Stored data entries
* * * *
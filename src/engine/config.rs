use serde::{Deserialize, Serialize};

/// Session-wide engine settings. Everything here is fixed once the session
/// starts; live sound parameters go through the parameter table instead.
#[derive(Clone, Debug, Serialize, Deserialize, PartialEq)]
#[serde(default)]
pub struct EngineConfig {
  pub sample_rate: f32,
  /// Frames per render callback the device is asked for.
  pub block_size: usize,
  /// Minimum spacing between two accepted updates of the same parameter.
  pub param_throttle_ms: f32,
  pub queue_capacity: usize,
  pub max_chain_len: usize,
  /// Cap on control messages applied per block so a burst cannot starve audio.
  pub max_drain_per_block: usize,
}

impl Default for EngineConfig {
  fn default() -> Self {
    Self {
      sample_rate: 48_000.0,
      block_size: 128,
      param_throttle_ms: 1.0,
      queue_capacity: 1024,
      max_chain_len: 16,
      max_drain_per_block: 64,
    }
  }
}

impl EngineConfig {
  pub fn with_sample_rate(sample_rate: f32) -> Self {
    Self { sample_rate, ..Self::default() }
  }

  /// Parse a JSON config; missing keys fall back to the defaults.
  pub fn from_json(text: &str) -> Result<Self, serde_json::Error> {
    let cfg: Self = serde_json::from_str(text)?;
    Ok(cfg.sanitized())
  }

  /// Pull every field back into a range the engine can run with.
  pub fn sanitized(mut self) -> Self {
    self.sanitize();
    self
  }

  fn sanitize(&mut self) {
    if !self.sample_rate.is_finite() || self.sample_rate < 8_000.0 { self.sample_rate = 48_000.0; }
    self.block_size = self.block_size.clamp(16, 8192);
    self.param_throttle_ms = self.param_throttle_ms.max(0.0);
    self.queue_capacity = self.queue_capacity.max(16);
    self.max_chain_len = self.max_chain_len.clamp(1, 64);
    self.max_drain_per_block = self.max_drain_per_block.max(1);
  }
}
* * * *
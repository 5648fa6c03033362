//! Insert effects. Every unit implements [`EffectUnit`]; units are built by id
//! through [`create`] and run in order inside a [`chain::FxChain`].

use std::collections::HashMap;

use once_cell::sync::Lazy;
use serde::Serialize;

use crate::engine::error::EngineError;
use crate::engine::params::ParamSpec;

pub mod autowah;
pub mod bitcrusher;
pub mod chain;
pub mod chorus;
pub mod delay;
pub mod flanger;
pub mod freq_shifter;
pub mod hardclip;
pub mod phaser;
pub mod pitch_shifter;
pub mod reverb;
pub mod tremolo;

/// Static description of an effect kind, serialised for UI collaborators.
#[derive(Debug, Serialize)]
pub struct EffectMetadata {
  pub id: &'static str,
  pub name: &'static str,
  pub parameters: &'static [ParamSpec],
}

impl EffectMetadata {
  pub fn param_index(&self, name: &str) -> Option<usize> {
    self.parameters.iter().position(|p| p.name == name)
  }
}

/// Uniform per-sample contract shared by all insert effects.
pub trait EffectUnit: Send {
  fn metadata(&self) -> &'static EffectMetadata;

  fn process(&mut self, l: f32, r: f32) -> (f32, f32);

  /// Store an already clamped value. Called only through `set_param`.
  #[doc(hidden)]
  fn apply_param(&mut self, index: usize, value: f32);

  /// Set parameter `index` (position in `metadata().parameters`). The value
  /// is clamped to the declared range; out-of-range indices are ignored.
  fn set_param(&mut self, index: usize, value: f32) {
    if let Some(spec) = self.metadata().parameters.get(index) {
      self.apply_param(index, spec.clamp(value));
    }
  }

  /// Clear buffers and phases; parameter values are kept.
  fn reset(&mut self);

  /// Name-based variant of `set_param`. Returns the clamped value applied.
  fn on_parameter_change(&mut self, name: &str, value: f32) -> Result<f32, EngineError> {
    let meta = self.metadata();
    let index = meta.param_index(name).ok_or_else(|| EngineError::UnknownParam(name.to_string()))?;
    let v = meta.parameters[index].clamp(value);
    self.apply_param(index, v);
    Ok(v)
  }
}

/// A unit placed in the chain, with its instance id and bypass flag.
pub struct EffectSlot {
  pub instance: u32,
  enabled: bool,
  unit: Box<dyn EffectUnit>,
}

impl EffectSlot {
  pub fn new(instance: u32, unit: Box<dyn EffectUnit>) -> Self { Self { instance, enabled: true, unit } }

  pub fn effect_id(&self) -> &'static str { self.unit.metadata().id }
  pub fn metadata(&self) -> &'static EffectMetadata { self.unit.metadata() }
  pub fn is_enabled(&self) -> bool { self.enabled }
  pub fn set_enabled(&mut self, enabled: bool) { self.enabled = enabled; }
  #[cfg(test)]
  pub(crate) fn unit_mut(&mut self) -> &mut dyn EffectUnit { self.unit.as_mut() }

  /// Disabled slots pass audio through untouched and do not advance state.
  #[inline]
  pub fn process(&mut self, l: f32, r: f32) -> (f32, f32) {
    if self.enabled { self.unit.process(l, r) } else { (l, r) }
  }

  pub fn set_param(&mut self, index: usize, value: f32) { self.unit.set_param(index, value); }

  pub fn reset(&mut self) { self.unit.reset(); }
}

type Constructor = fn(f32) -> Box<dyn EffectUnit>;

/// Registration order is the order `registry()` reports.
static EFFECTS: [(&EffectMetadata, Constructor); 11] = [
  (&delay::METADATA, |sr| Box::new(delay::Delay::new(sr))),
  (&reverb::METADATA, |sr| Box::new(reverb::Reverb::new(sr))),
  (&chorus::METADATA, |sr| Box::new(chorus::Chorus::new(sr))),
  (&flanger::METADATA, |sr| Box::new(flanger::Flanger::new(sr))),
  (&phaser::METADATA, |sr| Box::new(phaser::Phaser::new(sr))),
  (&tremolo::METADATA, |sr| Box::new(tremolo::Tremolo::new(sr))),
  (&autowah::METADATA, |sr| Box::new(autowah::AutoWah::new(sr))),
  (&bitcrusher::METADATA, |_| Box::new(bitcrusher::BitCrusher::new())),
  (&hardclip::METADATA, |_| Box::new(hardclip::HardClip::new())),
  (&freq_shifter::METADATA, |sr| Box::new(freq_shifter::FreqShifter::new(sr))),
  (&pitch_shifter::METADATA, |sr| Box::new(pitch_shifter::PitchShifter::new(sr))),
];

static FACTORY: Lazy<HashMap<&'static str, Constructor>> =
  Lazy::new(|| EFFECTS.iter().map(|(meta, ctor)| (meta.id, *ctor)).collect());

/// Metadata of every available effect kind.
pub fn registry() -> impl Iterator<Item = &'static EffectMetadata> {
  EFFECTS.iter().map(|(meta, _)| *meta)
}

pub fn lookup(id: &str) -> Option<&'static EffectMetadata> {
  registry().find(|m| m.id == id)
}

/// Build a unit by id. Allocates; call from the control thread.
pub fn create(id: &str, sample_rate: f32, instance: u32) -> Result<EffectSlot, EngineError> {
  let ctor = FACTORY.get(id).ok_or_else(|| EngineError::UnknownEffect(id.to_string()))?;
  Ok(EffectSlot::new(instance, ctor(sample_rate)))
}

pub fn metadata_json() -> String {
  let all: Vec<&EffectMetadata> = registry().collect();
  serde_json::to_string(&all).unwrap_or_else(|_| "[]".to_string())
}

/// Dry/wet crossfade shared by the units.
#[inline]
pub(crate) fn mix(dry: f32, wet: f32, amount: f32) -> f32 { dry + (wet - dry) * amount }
* * * *
As the answer, set down only the lines from the data above between the one holding "pub(crate) fn unit_mut(&mut" and the one holding "available effect kind.", inclusive, exactly as they read.

*ANSWER TO THIS PROBLEM*:
  pub(crate) fn unit_mut(&mut self) -> &mut dyn EffectUnit { self.unit.as_mut() }

  /// Disabled slots pass audio through untouched and do not advance state.
  #[inline]
  pub fn process(&mut self, l: f32, r: f32) -> (f32, f32) {
    if self.enabled { self.unit.process(l, r) } else { (l, r) }
  }

  pub fn set_param(&mut self, index: usize, value: f32) { self.unit.set_param(index, value); }

  pub fn reset(&mut self) { self.unit.reset(); }
}

type Constructor = fn(f32) -> Box<dyn EffectUnit>;

/// Registration order is the order `registry()` reports.
static EFFECTS: [(&EffectMetadata, Constructor); 11] = [
  (&delay::METADATA, |sr| Box::new(delay::Delay::new(sr))),
  (&reverb::METADATA, |sr| Box::new(reverb::Reverb::new(sr))),
  (&chorus::METADATA, |sr| Box::new(chorus::Chorus::new(sr))),
  (&flanger::METADATA, |sr| Box::new(flanger::Flanger::new(sr))),
  (&phaser::METADATA, |sr| Box::new(phaser::Phaser::new(sr))),
  (&tremolo::METADATA, |sr| Box::new(tremolo::Tremolo::new(sr))),
  (&autowah::METADATA, |sr| Box::new(autowah::AutoWah::new(sr))),
  (&bitcrusher::METADATA, |_| Box::new(bitcrusher::BitCrusher::new())),
  (&hardclip::METADATA, |_| Box::new(hardclip::HardClip::new())),
  (&freq_shifter::METADATA, |sr| Box::new(freq_shifter::FreqShifter::new(sr))),
  (&pitch_shifter::METADATA, |sr| Box::new(pitch_shifter::PitchShifter::new(sr))),
];

static FACTORY: Lazy<HashMap<&'static str, Constructor>> =
  Lazy::new(|| EFFECTS.iter().map(|(meta, ctor)| (meta.id, *ctor)).collect());

/// Metadata of every available effect kind.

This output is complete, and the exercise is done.